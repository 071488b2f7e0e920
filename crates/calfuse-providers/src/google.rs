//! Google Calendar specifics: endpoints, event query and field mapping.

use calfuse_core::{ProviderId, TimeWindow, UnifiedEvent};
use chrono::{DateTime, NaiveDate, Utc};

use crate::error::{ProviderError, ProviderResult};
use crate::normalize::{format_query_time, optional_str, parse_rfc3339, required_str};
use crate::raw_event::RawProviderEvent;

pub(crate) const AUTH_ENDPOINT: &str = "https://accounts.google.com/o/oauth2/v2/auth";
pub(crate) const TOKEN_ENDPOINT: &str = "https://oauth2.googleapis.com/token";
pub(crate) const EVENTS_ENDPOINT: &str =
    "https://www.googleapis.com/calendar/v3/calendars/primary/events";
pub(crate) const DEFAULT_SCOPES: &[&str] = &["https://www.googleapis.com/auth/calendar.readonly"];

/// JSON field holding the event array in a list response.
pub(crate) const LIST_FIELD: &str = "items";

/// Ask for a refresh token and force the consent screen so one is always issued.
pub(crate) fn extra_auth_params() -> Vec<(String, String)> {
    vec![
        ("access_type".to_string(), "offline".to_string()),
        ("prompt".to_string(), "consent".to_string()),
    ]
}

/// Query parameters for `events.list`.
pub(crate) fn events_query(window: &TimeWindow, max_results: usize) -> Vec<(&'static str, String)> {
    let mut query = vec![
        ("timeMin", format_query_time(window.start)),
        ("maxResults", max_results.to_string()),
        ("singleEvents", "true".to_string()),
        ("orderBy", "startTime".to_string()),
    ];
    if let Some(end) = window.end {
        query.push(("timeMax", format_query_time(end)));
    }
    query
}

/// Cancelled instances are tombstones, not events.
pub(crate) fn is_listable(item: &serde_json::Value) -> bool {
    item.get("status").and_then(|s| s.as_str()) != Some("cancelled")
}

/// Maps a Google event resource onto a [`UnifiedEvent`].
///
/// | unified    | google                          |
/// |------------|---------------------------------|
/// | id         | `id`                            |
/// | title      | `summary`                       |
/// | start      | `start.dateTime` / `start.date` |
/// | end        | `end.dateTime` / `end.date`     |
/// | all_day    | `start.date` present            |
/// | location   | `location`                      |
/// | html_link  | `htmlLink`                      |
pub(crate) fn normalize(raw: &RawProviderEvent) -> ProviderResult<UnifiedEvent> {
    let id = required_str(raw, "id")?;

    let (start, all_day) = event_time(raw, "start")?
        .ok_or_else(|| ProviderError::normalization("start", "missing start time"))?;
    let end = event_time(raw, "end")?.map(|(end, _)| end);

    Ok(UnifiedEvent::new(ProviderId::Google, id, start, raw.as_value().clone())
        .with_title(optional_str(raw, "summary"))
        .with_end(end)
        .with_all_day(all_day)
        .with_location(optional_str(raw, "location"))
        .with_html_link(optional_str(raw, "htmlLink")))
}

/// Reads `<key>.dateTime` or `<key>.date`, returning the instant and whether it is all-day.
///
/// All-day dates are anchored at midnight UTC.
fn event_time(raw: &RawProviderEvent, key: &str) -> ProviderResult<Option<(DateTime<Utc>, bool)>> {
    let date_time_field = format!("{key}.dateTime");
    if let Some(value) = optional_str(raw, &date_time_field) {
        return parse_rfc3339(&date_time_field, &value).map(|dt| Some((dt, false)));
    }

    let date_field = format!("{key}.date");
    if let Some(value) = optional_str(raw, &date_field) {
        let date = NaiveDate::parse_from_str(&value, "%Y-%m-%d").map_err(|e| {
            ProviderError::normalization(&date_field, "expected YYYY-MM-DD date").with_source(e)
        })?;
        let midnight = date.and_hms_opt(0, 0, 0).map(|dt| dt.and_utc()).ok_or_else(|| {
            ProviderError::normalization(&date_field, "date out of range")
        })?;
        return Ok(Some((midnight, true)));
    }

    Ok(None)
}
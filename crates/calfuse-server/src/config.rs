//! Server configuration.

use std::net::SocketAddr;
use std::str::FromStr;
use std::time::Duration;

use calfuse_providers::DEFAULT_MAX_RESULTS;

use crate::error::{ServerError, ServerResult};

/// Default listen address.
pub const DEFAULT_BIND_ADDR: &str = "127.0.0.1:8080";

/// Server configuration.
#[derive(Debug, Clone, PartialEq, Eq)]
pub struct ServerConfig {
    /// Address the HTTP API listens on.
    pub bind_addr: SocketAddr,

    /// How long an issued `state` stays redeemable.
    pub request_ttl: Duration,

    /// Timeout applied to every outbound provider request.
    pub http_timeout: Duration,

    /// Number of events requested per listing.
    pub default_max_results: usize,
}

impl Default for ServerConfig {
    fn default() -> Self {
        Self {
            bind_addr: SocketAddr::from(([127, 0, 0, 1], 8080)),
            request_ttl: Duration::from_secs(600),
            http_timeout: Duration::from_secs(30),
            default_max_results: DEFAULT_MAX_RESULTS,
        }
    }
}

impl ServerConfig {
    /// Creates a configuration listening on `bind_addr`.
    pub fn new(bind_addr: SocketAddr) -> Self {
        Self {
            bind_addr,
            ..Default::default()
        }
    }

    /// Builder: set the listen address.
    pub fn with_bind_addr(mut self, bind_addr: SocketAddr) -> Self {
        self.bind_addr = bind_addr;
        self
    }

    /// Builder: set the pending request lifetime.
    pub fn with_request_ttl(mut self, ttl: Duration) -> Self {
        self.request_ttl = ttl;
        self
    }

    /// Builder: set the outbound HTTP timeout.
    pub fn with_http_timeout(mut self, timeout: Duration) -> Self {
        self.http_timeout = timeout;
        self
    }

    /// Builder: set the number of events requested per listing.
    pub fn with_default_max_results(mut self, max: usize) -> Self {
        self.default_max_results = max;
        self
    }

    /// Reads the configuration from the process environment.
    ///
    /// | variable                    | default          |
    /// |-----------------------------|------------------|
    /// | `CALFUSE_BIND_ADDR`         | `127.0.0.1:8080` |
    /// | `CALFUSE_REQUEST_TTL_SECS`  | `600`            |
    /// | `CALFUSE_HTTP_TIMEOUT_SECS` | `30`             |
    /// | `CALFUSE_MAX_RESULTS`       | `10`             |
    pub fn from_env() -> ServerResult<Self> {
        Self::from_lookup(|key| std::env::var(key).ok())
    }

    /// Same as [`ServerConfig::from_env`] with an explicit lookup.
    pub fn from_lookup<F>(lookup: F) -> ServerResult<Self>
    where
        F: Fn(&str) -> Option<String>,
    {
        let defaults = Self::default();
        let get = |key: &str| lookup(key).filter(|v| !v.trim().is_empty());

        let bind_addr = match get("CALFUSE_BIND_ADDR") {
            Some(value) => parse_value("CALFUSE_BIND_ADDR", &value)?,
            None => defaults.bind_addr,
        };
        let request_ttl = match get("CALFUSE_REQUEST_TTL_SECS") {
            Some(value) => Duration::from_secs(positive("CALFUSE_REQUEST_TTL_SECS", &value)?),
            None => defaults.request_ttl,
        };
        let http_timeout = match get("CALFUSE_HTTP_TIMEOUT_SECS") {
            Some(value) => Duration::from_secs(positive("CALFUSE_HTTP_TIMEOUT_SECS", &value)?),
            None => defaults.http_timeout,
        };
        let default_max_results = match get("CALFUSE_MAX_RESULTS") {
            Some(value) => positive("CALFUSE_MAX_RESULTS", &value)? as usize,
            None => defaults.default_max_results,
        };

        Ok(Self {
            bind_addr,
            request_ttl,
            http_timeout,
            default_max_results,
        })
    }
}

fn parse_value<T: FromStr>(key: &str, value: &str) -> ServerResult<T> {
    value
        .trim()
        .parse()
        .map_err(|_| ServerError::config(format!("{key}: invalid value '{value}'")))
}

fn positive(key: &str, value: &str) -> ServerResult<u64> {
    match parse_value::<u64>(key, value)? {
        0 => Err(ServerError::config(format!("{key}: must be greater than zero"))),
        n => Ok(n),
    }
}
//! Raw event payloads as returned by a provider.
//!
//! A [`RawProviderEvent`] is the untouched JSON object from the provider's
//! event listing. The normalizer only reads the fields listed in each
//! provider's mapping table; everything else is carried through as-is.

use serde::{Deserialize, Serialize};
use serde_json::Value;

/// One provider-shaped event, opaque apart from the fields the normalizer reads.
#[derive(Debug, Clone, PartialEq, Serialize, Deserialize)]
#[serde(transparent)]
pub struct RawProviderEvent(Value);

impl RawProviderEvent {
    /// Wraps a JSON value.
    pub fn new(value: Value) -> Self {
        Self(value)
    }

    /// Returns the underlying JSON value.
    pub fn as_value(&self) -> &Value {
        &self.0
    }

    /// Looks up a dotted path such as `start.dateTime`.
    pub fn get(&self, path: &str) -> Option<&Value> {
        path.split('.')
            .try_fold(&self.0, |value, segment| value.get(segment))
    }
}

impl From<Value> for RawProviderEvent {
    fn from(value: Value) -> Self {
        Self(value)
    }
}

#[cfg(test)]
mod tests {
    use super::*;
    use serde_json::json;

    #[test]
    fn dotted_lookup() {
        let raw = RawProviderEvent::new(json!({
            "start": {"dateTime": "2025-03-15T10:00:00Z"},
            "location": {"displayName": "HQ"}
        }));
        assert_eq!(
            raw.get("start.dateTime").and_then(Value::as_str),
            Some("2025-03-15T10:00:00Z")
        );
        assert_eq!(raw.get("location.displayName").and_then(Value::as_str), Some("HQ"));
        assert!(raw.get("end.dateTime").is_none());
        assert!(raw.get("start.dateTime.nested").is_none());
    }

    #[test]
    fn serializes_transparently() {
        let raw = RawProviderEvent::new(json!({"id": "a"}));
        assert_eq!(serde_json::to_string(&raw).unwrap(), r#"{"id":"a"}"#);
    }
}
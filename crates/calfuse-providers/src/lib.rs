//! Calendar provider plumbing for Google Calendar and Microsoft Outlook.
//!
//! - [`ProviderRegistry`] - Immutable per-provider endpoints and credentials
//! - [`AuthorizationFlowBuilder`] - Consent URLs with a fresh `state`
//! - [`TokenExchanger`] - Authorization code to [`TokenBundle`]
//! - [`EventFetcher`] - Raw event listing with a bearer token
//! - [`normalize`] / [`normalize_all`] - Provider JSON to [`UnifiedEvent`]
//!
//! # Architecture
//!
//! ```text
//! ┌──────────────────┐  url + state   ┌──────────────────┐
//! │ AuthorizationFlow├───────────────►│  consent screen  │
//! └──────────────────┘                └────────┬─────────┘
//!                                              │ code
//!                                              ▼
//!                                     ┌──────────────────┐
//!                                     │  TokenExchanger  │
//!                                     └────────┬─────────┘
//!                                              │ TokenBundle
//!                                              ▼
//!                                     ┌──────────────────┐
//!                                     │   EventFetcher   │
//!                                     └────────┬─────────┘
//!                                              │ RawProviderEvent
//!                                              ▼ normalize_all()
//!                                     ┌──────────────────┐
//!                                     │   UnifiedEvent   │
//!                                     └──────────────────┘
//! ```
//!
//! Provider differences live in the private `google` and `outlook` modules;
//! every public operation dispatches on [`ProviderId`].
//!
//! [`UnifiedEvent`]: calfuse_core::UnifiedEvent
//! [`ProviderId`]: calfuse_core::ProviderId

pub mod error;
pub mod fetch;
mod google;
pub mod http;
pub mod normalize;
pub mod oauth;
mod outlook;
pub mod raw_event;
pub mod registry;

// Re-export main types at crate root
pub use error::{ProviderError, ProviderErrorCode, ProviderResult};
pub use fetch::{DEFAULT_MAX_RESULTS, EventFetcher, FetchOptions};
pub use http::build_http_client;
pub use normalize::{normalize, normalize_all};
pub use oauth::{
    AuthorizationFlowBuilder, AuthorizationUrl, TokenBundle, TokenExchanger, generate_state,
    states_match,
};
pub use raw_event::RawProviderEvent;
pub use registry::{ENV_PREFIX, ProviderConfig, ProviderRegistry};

**YOUR TASK:**
Go through the data and show each line that holds "htmlLink".

**WRITTEN SOLUTION:**
/// | html_link  | `htmlLink`                      |
        .with_html_link(optional_str(raw, "htmlLink")))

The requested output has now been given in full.